History of Nudity - Ancient Greece

Ancient Greece

In some ancient Mediterranean cultures, even well past the hunter-gatherer stage, such as Minoan, athletic and/or cultist nudity of men and boys – and rarely, of women and girls – was a natural concept.

Ancient Greece had a particular fascination for aesthetics, which was also reflected in clothing or lack thereof. Sparta had rigorous codes of training and physical exercise naked. Athletes would compete naked in public sporting events. Spartan women, as well as men, would sometimes be naked in public processions and festivals. In the case of women, this practice was designed to encourage virtue while the men were away at war. Women and goddesses were normally portrayed clothed in sculpture of the Classical period, with the exception of the nude Aphrodite.

In general, however, concepts of either shame or offense, or the social comfort of the individual, seem to have been deterrents of public nudity in the rest of Greece and the ancient world in the east and west, with exceptions in what is now South America, and in Africa and Australia.

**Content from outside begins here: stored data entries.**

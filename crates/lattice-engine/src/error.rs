// Copyright 2025 eraflo
//
// Licensed under the Apache License, Version 2.0 (the "License");
// you may not use this file except in compliance with the License.
// You may obtain a copy of the License at
//
//     http://www.apache.org/licenses/LICENSE-2.0
//
// Unless required by applicable law or agreed to in writing, software
// distributed under the License is distributed on an "AS IS" BASIS,
// WITHOUT WARRANTIES OR CONDITIONS OF ANY KIND, either express or implied.
// See the License for the specific language governing permissions and
// limitations under the License.

//! Error type for engine operations.

use lattice_core::MatrixError;
use lattice_pool::PoolError;
use std::fmt;

/// A specialized `Result` type for engine operations.
pub type EngineResult<T> = Result<T, EngineError>;

/// An error raised while evaluating an operation or an expression tree.
#[derive(Debug)]
pub enum EngineError {
    /// Wrong operand count or incompatible operand shapes.
    InvalidArgument(String),
    /// The node does not describe an operation the engine can run.
    UnsupportedOperation(String),
    /// The expression is not a single matrix, yet no node can be resolved.
    NoResolvableNode,
    /// A matrix container rejected an operand or was found inconsistent.
    Matrix(MatrixError),
    /// The worker pool refused the batch.
    Pool(PoolError),
}

impl fmt::Display for EngineError {
    fn fmt(&self, f: &mut fmt::Formatter<'_>) -> fmt::Result {
        match self {
            EngineError::InvalidArgument(msg) => write!(f, "Invalid argument: {msg}"),
            EngineError::UnsupportedOperation(msg) => write!(f, "Unsupported operation: {msg}"),
            EngineError::NoResolvableNode => {
                write!(f, "Expression has no resolvable node but is not a matrix")
            }
            EngineError::Matrix(e) => write!(f, "Matrix error: {e}"),
            EngineError::Pool(e) => write!(f, "Pool error: {e}"),
        }
    }
}

impl std::error::Error for EngineError {
    fn source(&self) -> Option<&(dyn std::error::Error + 'static)> {
        match self {
            EngineError::Matrix(e) => Some(e),
            EngineError::Pool(e) => Some(e),
            _ => None,
        }
    }
}

impl From<MatrixError> for EngineError {
    fn from(e: MatrixError) -> Self {
        EngineError::Matrix(e)
    }
}

impl From<PoolError> for EngineError {
    fn from(e: PoolError) -> Self {
        EngineError::Pool(e)
    }
}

Polybius asserts that Celts typically fought naked, "The appearance of these naked warriors was a terrifying spectacle, for they were all men of splendid physique and in the prime of life."

In antiquity even before the Classical era, e.g. on Minoan Crete, athletic exercise was an important part in daily life. In fact, the Greeks credited several mythological figures with athletic accomplishments, and male gods (especially Apollo and Heracles, patrons of sport) were commonly depicted as athletes.

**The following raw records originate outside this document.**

// Copyright 2025 eraflo
//
// Licensed under the Apache License, Version 2.0 (the "License");
// you may not use this file except in compliance with the License.
// You may obtain a copy of the License at
//
//     http://www.apache.org/licenses/LICENSE-2.0
//
// Unless required by applicable law or agreed to in writing, software
// distributed under the License is distributed on an "AS IS" BASIS,
// WITHOUT WARRANTIES OR CONDITIONS OF ANY KIND, either express or implied.
// See the License for the specific language governing permissions and
// limitations under the License.

use lattice_core::{Orientation, SharedMatrix, SharedVector};
use std::sync::mpsc;
use std::sync::Arc;
use std::thread;
use std::time::Duration;

#[test]
fn test_exclusive_lock_blocks_concurrent_get() {
    // --- 1. ARRANGE ---
    let vector = Arc::new(SharedVector::new(vec![1.0, 2.0, 3.0], Orientation::Row));
    let guard = vector.write();

    let (tx, rx) = mpsc::channel();
    let reader = {
        let vector = Arc::clone(&vector);
        thread::spawn(move || {
            let value = vector.get(1);
            tx.send(value).unwrap();
        })
    };

    // --- 2. ASSERT (blocked) ---
    assert!(
        rx.recv_timeout(Duration::from_millis(100)).is_err(),
        "get() must wait while the exclusive lock is held"
    );

    // --- 3. ACT ---
    drop(guard);

    // --- 4. ASSERT (released) ---
    let value = rx
        .recv_timeout(Duration::from_secs(5))
        .expect("get() should complete once the lock is released");
    assert_eq!(value, Ok(2.0));
    reader.join().unwrap();
}

#[test]
fn test_shared_locks_do_not_block_each_other() {
    let vector = Arc::new(SharedVector::new(vec![4.0, 5.0], Orientation::Column));
    let _held = vector.read();

    let handle = {
        let vector = Arc::clone(&vector);
        thread::spawn(move || vector.get(0))
    };
    assert_eq!(handle.join().unwrap(), Ok(4.0));
}

#[test]
fn test_concurrent_row_adds_on_disjoint_rows() {
    let left = SharedMatrix::from_row_major(&vec![vec![1.0; 64]; 16]).unwrap();
    let right = SharedMatrix::from_row_major(&vec![vec![0.5; 64]; 16]).unwrap();

    let handles: Vec<_> = (0..left.len())
        .map(|i| {
            let l = left.get(i).unwrap();
            let r = right.get(i).unwrap();
            thread::spawn(move || {
                for _ in 0..10 {
                    l.add(&r).unwrap();
                }
            })
        })
        .collect();
    for handle in handles {
        handle.join().unwrap();
    }

    assert_eq!(left.read_row_major().unwrap(), vec![vec![6.0; 64]; 16]);
}

#[test]
fn test_concurrent_vec_mat_mul_shares_columns() {
    // Identity on the right: every row must come back unchanged.
    let identity: Vec<Vec<f64>> = (0..8)
        .map(|i| (0..8).map(|j| if i == j { 1.0 } else { 0.0 }).collect())
        .collect();
    let right = Arc::new(SharedMatrix::new());
    right.load_column_major(&identity).unwrap();

    let rows: Vec<Vec<f64>> = (0..32)
        .map(|i| (0..8).map(|j| (i * 8 + j) as f64).collect())
        .collect();
    let left = SharedMatrix::from_row_major(&rows).unwrap();

    let handles: Vec<_> = left
        .snapshot()
        .iter()
        .cloned()
        .map(|row| {
            let right = Arc::clone(&right);
            thread::spawn(move || row.vec_mat_mul(&right))
        })
        .collect();
    for handle in handles {
        handle.join().unwrap().unwrap();
    }

    assert_eq!(left.read_row_major().unwrap(), rows);
}

#[test]
fn test_read_during_reload_sees_a_whole_snapshot() {
    let matrix = Arc::new(SharedMatrix::from_row_major(&vec![vec![0.0; 32]; 32]).unwrap());

    let writer = {
        let matrix = Arc::clone(&matrix);
        thread::spawn(move || {
            for k in 1..200 {
                let value = k as f64;
                matrix.load_row_major(&vec![vec![value; 32]; 32]).unwrap();
            }
        })
    };

    for _ in 0..200 {
        let grid = matrix.read_row_major().unwrap();
        let first = grid[0][0];
        assert!(grid.iter().flatten().all(|v| *v == first), "torn read");
    }
    writer.join().unwrap();
}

Nudity in sport was very common, with almost all sports performed naked. As a tradition it was probably first introduced in the city-state of Sparta, during the late archaic period.

The civilization of ancient Greece (Hellas), during the Archaic period, had an athletic and cultic aesthetic of nudity which typically included adult and teenage males, but at times also boys, women and girls. The love for beauty had included also the human body, beyond the love for nature, philosophy, the arts etc. The Greek word gymnasium means "a place to train naked". Male athletes competed naked, but most city-states of the time allowed no female participants or even spectators at those events, Sparta being a notable exception.

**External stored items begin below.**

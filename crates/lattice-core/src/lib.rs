// Copyright 2025 eraflo
//
// Licensed under the Apache License, Version 2.0 (the "License");
// you may not use this file except in compliance with the License.
// You may obtain a copy of the License at
//
//     http://www.apache.org/licenses/LICENSE-2.0
//
// Unless required by applicable law or agreed to in writing, software
// distributed under the License is distributed on an "AS IS" BASIS,
// WITHOUT WARRANTIES OR CONDITIONS OF ANY KIND, either express or implied.
// See the License for the specific language governing permissions and
// limitations under the License.

//! # Lattice Core
//!
//! Lock-guarded numeric containers shared between concurrently running row
//! tasks: [`SharedVector`] (one row or column behind a reader/writer lock) and
//! [`SharedMatrix`] (an atomically published sequence of vectors).

#![warn(missing_docs)]

pub mod error;
pub mod matrix;
pub mod vector;

pub use error::{MatrixError, MatrixResult};
pub use matrix::SharedMatrix;
pub use vector::{Orientation, SharedVector, VectorReadGuard, VectorWriteGuard};

/// A dense two-dimensional grid of values in row-major order.
pub type Grid = Vec<Vec<f64>>;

Nudity in religious ceremonies was also practiced in Greece. The statue of the Moscophoros (the "Calf-bearer"), a remnant of the archaic Acropolis of Athens, depicts a young man carrying a calf on his shoulders, presumably taking the animal to the altar for sacrifice. Interestingly enough, the Moschophoros is not completely nude: a piece of very fine, almost transparent cloth is carefully draped over his shoulders, upper arms and front thighs, which nevertheless left his genitals purposely exposed. In this case the garment apparently fulfilled a purely ceremonial, priestly function in which modesty was not an issue.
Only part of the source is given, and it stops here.